6. What Winning Might Look Like
Let’s be honest—we’re not getting a utopia where billionaires hand over their yachts and we all sing in the fields. But victory might look like pushing the system to a breaking point where power is redistributed—where unfairly accumulated wealth is seized, debt is abolished, monopolies are broken up, land is reclaimed, and new political-economic structures emerge that prioritize survival and care over profit and exploitation.
It could be messy, uneven—some regions reclaiming autonomy while others sink deeper into oligarchic control. It could look like federations of semi-autonomous zones rather than a single revolutionary state. But the goal would be to fracture the power of the OCFC—to drag wealth back down into the commons and rebuild from there.
7. Why It’s Not Impossible
Because cracks are already showing. The elite is scared. That’s why they’re ramping up censorship, militarizing the police, and pushing "divide and rule" harder than ever. If they were truly confident, they wouldn’t be this desperate.
And climate change is the wildcard. It’s going to force a reckoning. Populations are going to move. Supply chains will fail. The OCFC thinks it can surf this chaos, but chaos has a way of overwhelming even the most calculated plans. When that moment comes—the question is whether people are organized, connected, and ready to seize the rupture.

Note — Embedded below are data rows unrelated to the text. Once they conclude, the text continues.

//! Directory listing for the panes.
//!
//! Provides the [FileEntry] struct shown in every pane, the [FileInfo] summary used by
//! the info message, and [dir_mtime] which the panes use to notice external changes.

use crate::core::formatter::format_attributes;

use std::borrow::Cow;
use std::ffi::{OsStr, OsString};
use std::fs::{self, symlink_metadata};
use std::io;
use std::path::{Path, PathBuf};
use std::time::SystemTime;

/// A single entry in a directory listing.
#[derive(Debug, Clone, PartialEq, Eq)]
pub struct FileEntry {
    name: Box<OsStr>,
    lowercase_name: Box<str>,
    flags: u8,
}

impl FileEntry {
    pub(super) const IS_DIR: u8 = 1 << 0;
    pub(super) const IS_HIDDEN: u8 = 1 << 1;
    pub(super) const IS_SYMLINK: u8 = 1 << 2;
    pub(super) const IS_BROKEN_SYM: u8 = 1 << 3;
    pub(super) const IS_EXECUTABLE: u8 = 1 << 4;

    #[cfg(unix)]
    const EXEC_FLAG: u32 = 0o111;

    pub fn new(name: OsString, flags: u8) -> Self {
        let lowercase_name = name.to_string_lossy().to_lowercase().into_boxed_str();
        FileEntry {
            name: name.into_boxed_os_str(),
            lowercase_name,
            flags,
        }
    }

    #[inline]
    pub fn name(&self) -> &OsStr {
        &self.name
    }

    #[inline]
    pub fn name_str(&self) -> Cow<'_, str> {
        self.name.to_string_lossy()
    }

    #[inline]
    pub fn lowercase_name(&self) -> &str {
        &self.lowercase_name
    }

    #[inline]
    pub fn is_dir(&self) -> bool {
        self.flags & Self::IS_DIR != 0
    }

    #[inline]
    pub fn is_hidden(&self) -> bool {
        self.flags & Self::IS_HIDDEN != 0
    }

    #[inline]
    pub fn is_symlink(&self) -> bool {
        self.flags & Self::IS_SYMLINK != 0
    }

    #[inline]
    pub fn is_broken_sym(&self) -> bool {
        self.flags & Self::IS_BROKEN_SYM != 0
    }

    #[inline]
    pub fn is_executable(&self) -> bool {
        self.flags & Self::IS_EXECUTABLE != 0
    }
}

#[derive(Debug, Clone, Copy, PartialEq, Eq)]
pub enum FileType {
    File,
    Directory,
    Symlink,
    Other,
}

/// Summary of a single path shown by the info command.
#[derive(Debug, Clone, PartialEq)]
pub struct FileInfo {
    name: OsString,
    size: Option<u64>,
    modified: Option<SystemTime>,
    attributes: String,
    file_type: FileType,
}

impl FileInfo {
    #[inline]
    pub fn name(&self) -> &OsStr {
        &self.name
    }

    #[inline]
    pub fn size(&self) -> Option<u64> {
        self.size
    }

    #[inline]
    pub fn modified(&self) -> Option<SystemTime> {
        self.modified
    }

    #[inline]
    pub fn attributes(&self) -> &str {
        &self.attributes
    }

    #[inline]
    pub fn file_type(&self) -> FileType {
        self.file_type
    }

    pub fn get_file_info(path: &Path) -> io::Result<FileInfo> {
        let metadata = symlink_metadata(path)?;
        let file_type = if metadata.is_file() {
            FileType::File
        } else if metadata.is_dir() {
            FileType::Directory
        } else if metadata.file_type().is_symlink() {
            FileType::Symlink
        } else {
            FileType::Other
        };

        Ok(FileInfo {
            name: path.file_name().unwrap_or_default().to_os_string(),
            size: metadata.is_file().then(|| metadata.len()),
            modified: metadata.modified().ok(),
            attributes: format_attributes(&metadata),
            file_type,
        })
    }
}

/// Modification time of a directory, used to detect changes made by other programs.
pub fn dir_mtime(path: &Path) -> Option<SystemTime> {
    fs::metadata(path).and_then(|m| m.modified()).ok()
}

/// Reads the contents of `path`, unsorted and unfiltered.
pub fn browse_dir(path: &Path) -> io::Result<Vec<FileEntry>> {
    let mut entries = Vec::with_capacity(256);

    for entry in fs::read_dir(path)? {
        let Ok(entry) = entry else { continue };
        let Ok(ft) = entry.file_type() else { continue };
        let name = entry.file_name();

        let mut flags = 0u8;
        if ft.is_dir() {
            flags |= FileEntry::IS_DIR;
        }
        if ft.is_symlink() {
            flags |= FileEntry::IS_SYMLINK;
        }

        let md_res = if ft.is_symlink() {
            fs::metadata(entry.path())
        } else {
            entry.metadata()
        };

        match md_res {
            Ok(md) => {
                if md.is_dir() {
                    flags |= FileEntry::IS_DIR;
                }
                #[cfg(unix)]
                {
                    use std::os::unix::fs::PermissionsExt;
                    if !md.is_dir() && md.permissions().mode() & FileEntry::EXEC_FLAG != 0 {
                        flags |= FileEntry::IS_EXECUTABLE;
                    }
                }
            }
            Err(_) if ft.is_symlink() => flags |= FileEntry::IS_BROKEN_SYM,
            Err(_) => {}
        }

        if name.to_string_lossy().starts_with('.') {
            flags |= FileEntry::IS_HIDDEN;
        }

        entries.push(FileEntry::new(name, flags));
    }
    Ok(entries)
}

/// Joins a pane directory with an entry name.
pub fn entry_path(dir: &Path, entry: &FileEntry) -> PathBuf {
    dir.join(entry.name())
}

Final Thought: It’s Already Happening
Look at the UAW strikes, the teachers' strikes, the mutual aid during COVID, the water defenders, the land back movements, tenant unions refusing evictions. It’s small, fragmented—but it’s there. It’s the early form of what could become a working-class internationalism that finally breaks through the nationalist, racial divisions the oligarchs rely on.

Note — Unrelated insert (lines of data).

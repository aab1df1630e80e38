//! UI-related tests for twinpane
//!
//! These tests focus on the user interface of the twinpane TUI application,
//! including formatting and layout rendering.
//!
//! These tests may create temporary directories and files to simulate different UI scenarios.
//! These temporary resources are automatically cleaned up after the tests complete.

use ratatui::layout::Rect;
use ratatui::{Terminal, backend::TestBackend};
use twinpane::app::App;
use twinpane::config::{Config, RawConfig};
use twinpane::core;
use twinpane::core::formatter::sanitize_to_exact_width;
use twinpane::ui::render::{pane_areas, render};
use std::error;
use std::fs::{self, File};
use tempfile::tempdir;

#[test]
fn test_ui_sanitization_and_exact_width() {
    let pane_width = 10;

    let cases = vec![
        ("short.txt", 10),
        ("very_long_filename.txt", 10),
        ("🦀_crab.rs", 10),
        ("\t_tab", 10),
    ];

    for (input, expected_width) in cases {
        let result = sanitize_to_exact_width(input, pane_width);

        let actual_width = unicode_width::UnicodeWidthStr::width(result.as_str());

        assert_eq!(
            actual_width, expected_width,
            "Failed to produce exact width for input: '{}'. Result was: '{}' (width: {})",
            input, result, actual_width
        );

        assert!(
            !result.chars().any(|c| c.is_control() && c != ' '),
            "Result contains control characters: {:?}",
            result
        );
    }
}

#[test]
fn test_core_empty_dir() -> Result<(), Box<dyn error::Error>> {
    let temp_dir = tempdir()?;
    let entries = core::browse_dir(temp_dir.path())?;

    assert!(entries.is_empty(), "Directory should be empty");
    Ok(())
}

#[test]
fn test_pane_areas_cover_width() {
    for width in [1, 21, 80, 101] {
        let [left, right] = pane_areas(Rect::new(0, 0, width, 10));
        assert_eq!(left.width + right.width, width);
        assert_eq!(left.right(), right.x);
    }
}

#[test]
fn test_render_with_config() -> Result<(), Box<dyn error::Error>> {
    let temp_dir = tempdir()?;
    File::create(temp_dir.path().join(".hidden"))?;
    fs::create_dir(temp_dir.path().join("docs"))?;

    let toml_content = r#"
            [general]
            show_hidden = true
            ipc = false
        "#;

    let raw: RawConfig = toml::from_str(toml_content)?;
    let app = App::new(Config::from(raw), temp_dir.path())?;

    let mut terminal = Terminal::new(TestBackend::new(80, 10))?;
    terminal.draw(|frame| render(frame, &app))?;
    let text: String = terminal
        .backend()
        .buffer()
        .content()
        .iter()
        .map(|cell| cell.symbol())
        .collect();

    assert!(text.contains("docs/"));
    assert!(text.contains(".hidden"));
    assert!(text.contains("1/2"));
    Ok(())
}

Great piece, thanks, D. Regarding your somewhat inexplicable feeling of happiness last night, I just read a piece in the Atlantic on Seamus Heaney. The author of the piece shares a quote from a poem of Heaney’s that she takes inspiration from: “Walk on air against your better judgement.” The author adds, “It gives you the ability, the permission, to hold the full complicated equation of life lightly.”

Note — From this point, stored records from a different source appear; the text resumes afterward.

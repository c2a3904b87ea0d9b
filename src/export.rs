use indicatif::{ProgressBar, ProgressStyle};
use serde_json::Value;
use std::fs::File;
use std::io::Write;
use std::path::Path;
use tracing::info;

use crate::client::{Client, DEFAULT_ROWS_PER_REQUEST};
use crate::error::Result;
use crate::report::Row;

/// CSV layout for [`Client::save_to_csv`].
#[derive(Debug, Clone, Copy, PartialEq, Eq)]
pub struct CsvOptions {
    /// Write the column names as the first record.
    pub write_header: bool,
    pub delimiter: u8,
    /// Enclosure character for quoted fields.
    pub quote: u8,
    /// Escape character for quotes inside fields. `None` doubles them.
    pub escape: Option<u8>,
}

impl Default for CsvOptions {
    fn default() -> Self {
        Self {
            write_header: true,
            delimiter: b',',
            quote: b'"',
            escape: None,
        }
    }
}

impl CsvOptions {
    pub fn with_header(mut self, write_header: bool) -> Self {
        self.write_header = write_header;
        self
    }

    pub fn with_delimiter(mut self, delimiter: u8) -> Self {
        self.delimiter = delimiter;
        self
    }

    pub fn with_quote(mut self, quote: u8) -> Self {
        self.quote = quote;
        self
    }

    pub fn with_escape(mut self, escape: u8) -> Self {
        self.escape = Some(escape);
        self
    }

    fn writer<W: Write>(&self, out: W) -> csv::Writer<W> {
        let mut builder = csv::WriterBuilder::new();
        builder
            .delimiter(self.delimiter)
            .quote(self.quote)
            .terminator(csv::Terminator::Any(b'\n'));
        if let Some(escape) = self.escape {
            builder.double_quote(false).escape(escape);
        }
        builder.from_writer(out)
    }
}

fn field(value: &Value) -> String {
    match value {
        Value::String(s) => s.clone(),
        Value::Null => String::new(),
        other => other.to_string(),
    }
}

fn write_row<W: Write>(out: &mut csv::Writer<W>, row: &Row) -> Result<()> {
    out.write_record(row.values().iter().map(field))?;
    Ok(())
}

impl Client {
    /// Writes every row of the report to `path` as CSV and returns the number
    /// of rows written. The file is created or truncated.
    ///
    /// With `write_header`, the first record holds the column names of the
    /// first page, even when the report has no rows.
    pub fn save_to_csv(&self, path: impl AsRef<Path>, options: &CsvOptions) -> Result<u64> {
        let path = path.as_ref();
        let mut out = options.writer(File::create(path)?);

        let pb = if self.progress() {
            let pb = ProgressBar::new(0);
            if let Ok(style) = ProgressStyle::with_template(
                "{spinner:.green} {pos}/{len} rows ({per_sec}) {wide_bar} {eta}",
            ) {
                pb.set_style(style.progress_chars("=>-"));
            }
            Some(pb)
        } else {
            None
        };

        let mut pager = self.rows(DEFAULT_ROWS_PER_REQUEST);
        let mut written = 0u64;
        let mut first_page = true;

        while let Some(report) = pager.next_page()? {
            if first_page {
                if options.write_header {
                    out.write_record(report.header())?;
                }
                if let Some(pb) = &pb {
                    pb.set_length(report.all_rows_count());
                }
                first_page = false;
            }

            for row in report.rows() {
                write_row(&mut out, &row)?;
                written += 1;
            }
            if let Some(pb) = &pb {
                pb.set_position(written);
            }
        }

        out.flush()?;
        if let Some(pb) = &pb {
            pb.finish_and_clear();
        }

        info!(path = %path.display(), rows = written, "report saved to CSV");
        Ok(written)
    }
}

I also recently finished Rilke’s Book of Hours. Very beautiful and inspiring.
Thanks again.
Back to the future...remember the old slogan "Workers of the World Unite!"? The global capitalist elite has been at this project a long time, and the ruined economies of Latin America are proof of the wreckage left behind when the corporate capitalist vultures move on. NAFTA was already a step towards nailing the coffin of American industry while exploiting workers in Mexico--a move that Canada has been happy to benefit from. Trump's tariffs aren't going to bring American industry back again...the corporations have moved on. Yes, we are all implicated, every single one of us who pays taxes, uses American banking / credit systems or has a stock investment. Short of living off the grid--which many are now doing like it or not, as "unhoused" people--we are participant-observers in the events of our time, and have to take responsibility for what's happening. What does that look like? Speaking truth to power, at minimum. We may be called to put our bodies on the line in the streets--which was pretty hazardous back in the '90s, if you remember the Occupy or NAFTA protests. I think the over-50 crowd, in particular, have a responsibility to speak up and demand that our elected representatives and court system do whatever they can to stop the criminal takeover of the United States by the corporate financial mafia you and Bolsen are describing. Yes, we should definitely be looking for opportunities for solidarity with people who have been or are being steamrolled in other countries. But we must be especially vigilant and active here, on our own streets and in our own backyards.